The morning starts out great, a friend we hadn't had seen or heard from for 40 years (!) came to join me this morning. He lives about 50 kms away from where we are now and a few weeks ago we had managed to reestablish contact. He showed up at the exact arranged time and we first had a cup of coffee before we took off. In spite of the constant talking we did for the next hour we managed to find the route OK.
Margriet came along in his car later on and drove him back to Zelhem where Margriet would stay another day and he returned to Borne because the next night he had to drive to Schiphol since his plane to eastern Africa left at 7 AM in the morning. He was off on a 25 day camping safari through Kenia and Tanzania! (he also just returned from bicycling to Vienna to celebrate retirement :-)
I continued along the trail (alone again for the first time in 2 days). The path wound through forests and small farming areas. Suddenly, the forests ended and I entered the “land between the big rivers”. Three big rivers, the Rijn, Maas and Waal all come close together and run to the North Sea, but enter the Netherlands from the east and south and run relatively close together through a large low lying part of the Netherlands. The land is flat, open and houses large farms. Few trees, just grassland, corn fields and sugar beets.
The trail is relatively easy to find most of the time. The guidebook, parts 1 and 2, has a map (1:50,000) with lots of detail and shows the trail clearly. It even indicates which sections are paved and which are not. In addition there is a description of the trail location, one for travelling north-south and one for those who travel the trail from south to north.
(To order the guide: https://nivon.hexspoorwms.nl/webwinkel/0/0/1/5981)
Last but not least the red and white markings on trees and sign posts at every intersection sure help a lot.

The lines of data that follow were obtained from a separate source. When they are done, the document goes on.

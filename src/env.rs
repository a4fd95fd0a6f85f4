//! # Cascading Environment
//!
//! Configuration that flows top-down through the block tree. Every key has
//! a default, so lookups always succeed. Writes are functional: a child
//! override produces a new environment value that only that subtree sees,
//! never siblings or ancestors.
//!
//! The environment is a plain cloneable struct rather than a reflective
//! key-value bag: containers thread it explicitly through every measure and
//! draw call. Heavier values (the table column list) sit behind an `Rc` so
//! the per-node clone stays cheap.

use std::rc::Rc;

use crate::style::{
    Axis, Color, Font, HorizontalAlignment, StrokeStyle, TableColumn, TextTruncation,
};

/// Which pass of the two-phase render is in flight. The measured pass runs
/// full pagination with drawing suppressed; the committed pass emits ink.
#[derive(Debug, Clone, Copy, PartialEq, Eq)]
pub enum RenderMode {
    Measured,
    Committed,
}

/// The cascading configuration for one subtree.
#[derive(Debug, Clone)]
pub struct Environment {
    pub font: Font,
    pub foreground: Color,
    pub background: Option<Color>,
    pub text_alignment: HorizontalAlignment,
    /// Main axis of the nearest enclosing stack.
    pub layout_axis: Axis,
    pub render_mode: RenderMode,
    /// Whether a page-wrapping container may actually wrap here.
    pub allow_page_wrap: bool,
    /// Name of the nearest ancestor that forbids page wrapping, for the
    /// inline error marker. `Some` implies `allow_page_wrap == false`.
    pub wrap_barrier: Option<&'static str>,
    /// Column descriptors published by the nearest enclosing table.
    pub table_columns: Rc<[TableColumn]>,
    pub stroke: StrokeStyle,
    pub truncation: TextTruncation,
    /// Free-form marker inherited by a subtree, for renderer-side tagging.
    pub tag: Option<String>,
}

impl Default for Environment {
    fn default() -> Self {
        Environment {
            font: Font::default(),
            foreground: Color::BLACK,
            background: None,
            text_alignment: HorizontalAlignment::default(),
            layout_axis: Axis::default(),
            render_mode: RenderMode::Committed,
            allow_page_wrap: true,
            wrap_barrier: None,
            table_columns: Rc::from(Vec::new()),
            stroke: StrokeStyle::default(),
            truncation: TextTruncation::default(),
            tag: None,
        }
    }
}

impl Environment {
    /// Functional update: clone, apply the change, return the copy.
    pub fn with(&self, change: impl FnOnce(&mut Environment)) -> Environment {
        let mut child = self.clone();
        change(&mut child);
        child
    }

    pub fn with_axis(&self, axis: Axis) -> Environment {
        self.with(|e| e.layout_axis = axis)
    }

    /// Forbid page wrapping below the named construct. The name surfaces in
    /// the inline error marker when a wrapping container is nested here.
    pub fn with_wrap_barrier(&self, construct: &'static str) -> Environment {
        self.with(|e| {
            e.allow_page_wrap = false;
            e.wrap_barrier = Some(construct);
        })
    }
}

A red and white cross means ‘no go, wrong way’. A red and white block indicates the correct route and often a red and white arrow indicates the direction of the trail. Usually the markings plus the map are enough to keep you on the right track. Occasionally the trail is not very even and, of course, I had to learn the hard way that reading the map while walking is not the smartest way to make progress. After I had twisted my ankle twice I learned my lesson and stopped when I had to study the map or read directions.
After 18 kms or so I reached the end of the day’s trail, but the B&B at which I had a reservation was another 2 or 3 kms off the route. Unfortunately, the directions had not been very good and I wondered around for a while before I found the right place.
It sure did not help that the address was ‘Oud Doetichemse weg’, because there is also a ‘Doetichemse weg’ and to make matters worse there is the ‘De oude Doetichemse weg’. Three very similar street names in one village is bad, but the same three names can be found not only in Kilder where I had to be, but also in Zeddam (a small village nearby), in Braamt (another small village nearby) and in the city of Doetichem a few kms down the road. It was a true miracle that I did find the right place eventually.